▸ Work to be completed
Below are the records; copy every line in them that holds the string "this".

(Stored data)
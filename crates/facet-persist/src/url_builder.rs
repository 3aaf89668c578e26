//! Merge field entries into the current query string.

use facet_model::Tristate;
use serde::Serialize;

use crate::error::{PersistError, Result};
use crate::query::QueryParams;

/// Per-key edits applied on top of the current query string.
///
/// Each override is an already-serialized entry: `Value` sets the key,
/// `Cleared` keeps the key with an empty value, `Unset` deletes it.
#[derive(Debug, Clone, Default, PartialEq, Eq)]
pub struct UrlOverrides {
    entries: Vec<(String, Tristate<String>)>,
}

impl UrlOverrides {
    pub fn new() -> Self {
        Self::default()
    }

    #[must_use]
    pub fn entry(mut self, key: impl Into<String>, entry: Tristate<String>) -> Self {
        let key = key.into();
        self.entries.retain(|(k, _)| *k != key);
        self.entries.push((key, entry));
        self
    }

    /// Serialize `value` as JSON and set it under `key`.
    pub fn value<T: Serialize + ?Sized>(self, key: impl Into<String>, value: &T) -> Result<Self> {
        let key = key.into();
        let raw = serde_json::to_string(value).map_err(|source| PersistError::Encode {
            key: key.clone(),
            source,
        })?;
        Ok(self.entry(key, Tristate::Value(raw)))
    }

    /// Set an already-serialized value.
    #[must_use]
    pub fn raw(self, key: impl Into<String>, raw: impl Into<String>) -> Self {
        self.entry(key, Tristate::Value(raw.into()))
    }

    #[must_use]
    pub fn clear(self, key: impl Into<String>) -> Self {
        self.entry(key, Tristate::Cleared)
    }

    #[must_use]
    pub fn unset(self, key: impl Into<String>) -> Self {
        self.entry(key, Tristate::Unset)
    }

    pub fn is_empty(&self) -> bool {
        self.entries.is_empty()
    }

    pub fn iter(&self) -> impl Iterator<Item = (&str, &Tristate<String>)> {
        self.entries.iter().map(|(k, v)| (k.as_str(), v))
    }

    pub fn apply_to(&self, params: &mut QueryParams) {
        for (key, entry) in &self.entries {
            match entry {
                Tristate::Value(raw) => params.set(key.as_str(), raw.as_str()),
                Tristate::Cleared => params.set(key.as_str(), ""),
                Tristate::Unset => {
                    params.remove(key);
                }
            }
        }
    }
}

/// Build `base_path?query` from the current parameters plus `overrides`.
///
/// Parameters not named in `overrides` are preserved in place.
pub fn build_url(base_path: &str, current: &QueryParams, overrides: &UrlOverrides) -> String {
    let mut params = current.clone();
    overrides.apply_to(&mut params);
    join_url(base_path, &params)
}

/// Join a path and parameters, omitting the `?` when there are none.
pub fn join_url(base_path: &str, params: &QueryParams) -> String {
    if params.is_empty() {
        base_path.to_string()
    } else {
        format!("{base_path}?{}", params.to_query_string())
    }
}
//! Persisted fields and the binding that ties them to storage.

use std::fmt;
use std::str::FromStr;
use std::time::Duration;

use serde::{Deserialize, Serialize};

use crate::error::{ModelError, Result};

/// Which persistent store mirrors a field.
#[derive(Debug, Clone, Copy, Default, PartialEq, Eq, Hash, Serialize, Deserialize)]
#[serde(rename_all = "lowercase")]
pub enum StoreKind {
    /// Survives reloads of the same tab, never shared across tabs.
    #[default]
    Tab,
    /// Survives across sessions.
    Local,
}

impl StoreKind {
    pub const fn as_str(self) -> &'static str {
        match self {
            Self::Tab => "tab",
            Self::Local => "local",
        }
    }
}

impl fmt::Display for StoreKind {
    fn fmt(&self, f: &mut fmt::Formatter<'_>) -> fmt::Result {
        f.write_str(self.as_str())
    }
}

impl FromStr for StoreKind {
    type Err = ModelError;

    fn from_str(s: &str) -> std::result::Result<Self, Self::Err> {
        match s.trim().to_ascii_lowercase().as_str() {
            "tab" | "session" | "tab-scoped" => Ok(Self::Tab),
            "local" => Ok(Self::Local),
            other => Err(ModelError::UnknownStore(other.to_string())),
        }
    }
}

/// Where a field persists and how its commits are timed.
#[derive(Debug, Clone, PartialEq, Eq, Hash, Serialize, Deserialize)]
pub struct FieldBinding {
    /// Query-string parameter name and store entry name.
    pub key: String,
    /// Coordination group whose members get staggered commit times.
    #[serde(default)]
    pub group: Option<String>,
    #[serde(default)]
    pub store: StoreKind,
    /// Overrides the coordinator's base debounce delay for this field.
    #[serde(default)]
    pub delay_ms: Option<u64>,
}

impl FieldBinding {
    pub fn new(key: impl Into<String>) -> Self {
        Self {
            key: key.into(),
            group: None,
            store: StoreKind::default(),
            delay_ms: None,
        }
    }

    #[must_use]
    pub fn in_group(mut self, group: impl Into<String>) -> Self {
        self.group = Some(group.into());
        self
    }

    #[must_use]
    pub fn with_store(mut self, store: StoreKind) -> Self {
        self.store = store;
        self
    }

    #[must_use]
    pub fn with_delay_ms(mut self, delay_ms: u64) -> Self {
        self.delay_ms = Some(delay_ms);
        self
    }

    pub fn delay(&self) -> Option<Duration> {
        self.delay_ms.map(Duration::from_millis)
    }

    /// Reject bindings that could never round-trip through the query string.
    pub fn validate(&self) -> Result<()> {
        if self.key.trim().is_empty() {
            return Err(ModelError::EmptyKey);
        }
        if self.group.as_deref().is_some_and(|g| g.trim().is_empty()) {
            return Err(ModelError::EmptyGroup {
                key: self.key.clone(),
            });
        }
        Ok(())
    }
}

/// A live/committed pair for one control.
///
/// `live` follows every user input. `committed` only changes when the
/// coordinator fires for this field, so anything downstream of `committed`
/// sees debounced values.
#[derive(Debug, Clone, PartialEq)]
pub struct PersistedField<T> {
    pub live: T,
    pub committed: T,
    pub binding: FieldBinding,
}

impl<T: Clone> PersistedField<T> {
    /// Create a field whose live and committed halves both start at `initial`.
    pub fn new(initial: T, binding: FieldBinding) -> Self {
        Self {
            live: initial.clone(),
            committed: initial,
            binding,
        }
    }
}

impl<T> PersistedField<T> {
    #[inline]
    pub fn key(&self) -> &str {
        &self.binding.key
    }
}

impl<T: PartialEq> PersistedField<T> {
    /// A change is in flight while live and committed disagree.
    #[inline]
    pub fn is_pending(&self) -> bool {
        self.live != self.committed
    }
}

▸ Answer space
    /// Overrides the coordinator's base debounce delay for this field.
/// coordinator fires for this field, so anything downstream of `committed`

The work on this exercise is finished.